Could you return every line of the records below that contains the word "const"?

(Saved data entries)
::::
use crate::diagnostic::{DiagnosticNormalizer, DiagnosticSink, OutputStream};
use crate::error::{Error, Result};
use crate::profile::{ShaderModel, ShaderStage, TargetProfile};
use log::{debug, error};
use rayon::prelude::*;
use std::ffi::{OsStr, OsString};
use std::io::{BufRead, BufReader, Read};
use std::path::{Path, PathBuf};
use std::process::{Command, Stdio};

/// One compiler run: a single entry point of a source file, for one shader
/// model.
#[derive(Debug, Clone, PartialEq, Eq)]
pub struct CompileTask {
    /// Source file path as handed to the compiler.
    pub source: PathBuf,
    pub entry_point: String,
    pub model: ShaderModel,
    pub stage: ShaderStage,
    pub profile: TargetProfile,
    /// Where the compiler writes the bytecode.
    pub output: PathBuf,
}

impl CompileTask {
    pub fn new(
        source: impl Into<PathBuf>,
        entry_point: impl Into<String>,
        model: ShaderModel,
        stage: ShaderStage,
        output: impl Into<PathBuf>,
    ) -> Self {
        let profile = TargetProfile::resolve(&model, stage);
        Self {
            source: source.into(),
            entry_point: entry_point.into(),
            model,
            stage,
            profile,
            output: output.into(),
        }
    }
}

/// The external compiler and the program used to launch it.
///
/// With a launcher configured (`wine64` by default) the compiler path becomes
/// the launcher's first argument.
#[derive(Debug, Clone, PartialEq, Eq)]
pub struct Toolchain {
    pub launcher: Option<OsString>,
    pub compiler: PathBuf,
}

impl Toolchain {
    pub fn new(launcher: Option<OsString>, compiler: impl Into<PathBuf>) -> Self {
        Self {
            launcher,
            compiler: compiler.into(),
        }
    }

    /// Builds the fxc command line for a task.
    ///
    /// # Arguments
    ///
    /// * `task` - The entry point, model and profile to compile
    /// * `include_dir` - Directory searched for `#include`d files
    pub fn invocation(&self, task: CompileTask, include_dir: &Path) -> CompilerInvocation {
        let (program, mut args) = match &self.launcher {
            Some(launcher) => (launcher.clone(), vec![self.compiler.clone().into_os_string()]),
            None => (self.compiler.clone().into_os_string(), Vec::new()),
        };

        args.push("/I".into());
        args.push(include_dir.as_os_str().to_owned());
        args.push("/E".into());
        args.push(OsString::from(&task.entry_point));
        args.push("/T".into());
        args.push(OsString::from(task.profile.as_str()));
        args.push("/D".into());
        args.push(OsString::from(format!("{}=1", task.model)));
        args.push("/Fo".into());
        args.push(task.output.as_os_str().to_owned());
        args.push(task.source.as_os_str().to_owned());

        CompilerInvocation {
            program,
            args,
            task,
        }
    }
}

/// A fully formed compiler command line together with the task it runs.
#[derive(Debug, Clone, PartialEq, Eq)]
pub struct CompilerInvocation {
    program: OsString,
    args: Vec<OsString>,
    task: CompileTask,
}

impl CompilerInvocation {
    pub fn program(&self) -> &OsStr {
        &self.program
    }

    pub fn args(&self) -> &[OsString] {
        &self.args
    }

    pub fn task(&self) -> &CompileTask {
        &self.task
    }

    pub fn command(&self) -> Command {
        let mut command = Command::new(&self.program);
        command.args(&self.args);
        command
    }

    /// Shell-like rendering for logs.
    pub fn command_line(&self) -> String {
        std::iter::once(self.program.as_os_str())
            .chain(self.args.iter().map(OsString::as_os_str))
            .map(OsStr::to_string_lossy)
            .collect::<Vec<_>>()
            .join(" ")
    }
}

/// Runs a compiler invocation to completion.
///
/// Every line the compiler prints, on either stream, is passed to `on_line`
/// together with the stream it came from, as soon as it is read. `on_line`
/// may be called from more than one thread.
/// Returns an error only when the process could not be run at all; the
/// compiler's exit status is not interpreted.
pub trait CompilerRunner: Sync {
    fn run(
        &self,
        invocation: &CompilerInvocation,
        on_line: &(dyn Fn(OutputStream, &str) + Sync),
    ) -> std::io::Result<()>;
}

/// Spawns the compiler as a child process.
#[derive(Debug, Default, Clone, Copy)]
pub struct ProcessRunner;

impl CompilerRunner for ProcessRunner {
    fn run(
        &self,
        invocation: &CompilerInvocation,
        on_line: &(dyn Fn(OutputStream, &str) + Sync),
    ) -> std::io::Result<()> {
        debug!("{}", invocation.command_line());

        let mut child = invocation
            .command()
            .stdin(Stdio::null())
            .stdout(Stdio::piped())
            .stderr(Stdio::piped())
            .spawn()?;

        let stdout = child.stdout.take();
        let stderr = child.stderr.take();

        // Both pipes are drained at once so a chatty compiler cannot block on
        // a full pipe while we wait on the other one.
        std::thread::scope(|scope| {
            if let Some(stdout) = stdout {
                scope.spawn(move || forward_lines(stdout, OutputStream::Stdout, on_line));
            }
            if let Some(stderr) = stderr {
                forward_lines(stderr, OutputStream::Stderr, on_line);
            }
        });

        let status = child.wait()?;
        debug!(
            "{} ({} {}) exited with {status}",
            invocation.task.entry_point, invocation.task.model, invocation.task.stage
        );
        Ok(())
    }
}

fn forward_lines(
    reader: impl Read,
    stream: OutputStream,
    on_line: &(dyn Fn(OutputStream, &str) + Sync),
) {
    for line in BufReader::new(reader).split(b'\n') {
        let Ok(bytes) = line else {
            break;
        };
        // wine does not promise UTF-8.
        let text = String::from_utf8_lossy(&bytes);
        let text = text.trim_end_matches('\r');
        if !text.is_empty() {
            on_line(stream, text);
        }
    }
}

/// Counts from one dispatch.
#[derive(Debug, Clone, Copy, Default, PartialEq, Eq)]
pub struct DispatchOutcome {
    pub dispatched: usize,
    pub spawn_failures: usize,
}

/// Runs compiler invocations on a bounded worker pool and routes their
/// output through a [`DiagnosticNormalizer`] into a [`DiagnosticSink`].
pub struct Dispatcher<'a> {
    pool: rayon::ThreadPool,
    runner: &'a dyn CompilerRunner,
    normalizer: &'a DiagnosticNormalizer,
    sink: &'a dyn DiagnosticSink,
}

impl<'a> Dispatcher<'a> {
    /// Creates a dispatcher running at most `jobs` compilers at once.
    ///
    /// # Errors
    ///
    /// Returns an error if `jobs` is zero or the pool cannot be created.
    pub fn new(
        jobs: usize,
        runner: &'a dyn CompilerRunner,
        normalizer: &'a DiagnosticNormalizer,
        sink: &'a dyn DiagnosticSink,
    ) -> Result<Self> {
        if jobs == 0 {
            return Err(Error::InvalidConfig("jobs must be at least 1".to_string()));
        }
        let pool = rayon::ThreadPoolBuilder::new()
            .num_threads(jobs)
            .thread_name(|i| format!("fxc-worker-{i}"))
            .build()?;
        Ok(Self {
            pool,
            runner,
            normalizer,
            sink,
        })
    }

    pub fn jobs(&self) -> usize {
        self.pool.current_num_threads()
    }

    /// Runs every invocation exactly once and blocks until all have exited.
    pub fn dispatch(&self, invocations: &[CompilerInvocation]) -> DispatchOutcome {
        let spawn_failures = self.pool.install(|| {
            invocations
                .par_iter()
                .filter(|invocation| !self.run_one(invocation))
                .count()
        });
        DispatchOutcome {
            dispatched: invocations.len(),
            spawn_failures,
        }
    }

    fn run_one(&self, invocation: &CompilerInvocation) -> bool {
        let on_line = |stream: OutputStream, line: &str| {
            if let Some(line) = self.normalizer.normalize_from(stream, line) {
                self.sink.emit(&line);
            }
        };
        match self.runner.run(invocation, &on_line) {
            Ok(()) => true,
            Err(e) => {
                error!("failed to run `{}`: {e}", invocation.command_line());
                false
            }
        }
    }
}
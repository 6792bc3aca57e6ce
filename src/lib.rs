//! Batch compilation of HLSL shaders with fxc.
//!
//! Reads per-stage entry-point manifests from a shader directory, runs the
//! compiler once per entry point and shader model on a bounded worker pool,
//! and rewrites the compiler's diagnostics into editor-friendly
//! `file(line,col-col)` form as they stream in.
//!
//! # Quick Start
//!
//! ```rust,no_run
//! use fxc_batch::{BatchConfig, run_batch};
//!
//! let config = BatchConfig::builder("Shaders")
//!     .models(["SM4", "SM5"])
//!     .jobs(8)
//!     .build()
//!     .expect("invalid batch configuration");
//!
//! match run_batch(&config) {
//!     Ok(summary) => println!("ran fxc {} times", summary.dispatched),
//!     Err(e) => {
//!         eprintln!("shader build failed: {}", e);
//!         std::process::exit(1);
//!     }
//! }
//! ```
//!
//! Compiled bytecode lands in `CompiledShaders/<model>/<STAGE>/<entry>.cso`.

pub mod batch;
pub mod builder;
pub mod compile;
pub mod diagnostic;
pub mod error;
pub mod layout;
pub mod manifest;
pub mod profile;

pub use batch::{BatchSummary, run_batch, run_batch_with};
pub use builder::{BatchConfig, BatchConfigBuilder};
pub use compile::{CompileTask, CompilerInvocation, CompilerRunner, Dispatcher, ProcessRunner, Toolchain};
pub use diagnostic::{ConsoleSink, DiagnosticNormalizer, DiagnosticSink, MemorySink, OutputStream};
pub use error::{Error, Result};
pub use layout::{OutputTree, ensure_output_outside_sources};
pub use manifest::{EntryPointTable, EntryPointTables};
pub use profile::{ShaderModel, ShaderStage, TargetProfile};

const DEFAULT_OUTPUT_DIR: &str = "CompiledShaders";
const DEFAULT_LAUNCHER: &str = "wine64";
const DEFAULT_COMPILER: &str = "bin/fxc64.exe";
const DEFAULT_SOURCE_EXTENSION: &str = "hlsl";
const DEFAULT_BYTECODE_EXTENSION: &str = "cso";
::::
[Solved problem]:
const DEFAULT_OUTPUT_DIR: &str = "CompiledShaders";
const DEFAULT_LAUNCHER: &str = "wine64";
const DEFAULT_COMPILER: &str = "bin/fxc64.exe";
const DEFAULT_SOURCE_EXTENSION: &str = "hlsl";
const DEFAULT_BYTECODE_EXTENSION: &str = "cso";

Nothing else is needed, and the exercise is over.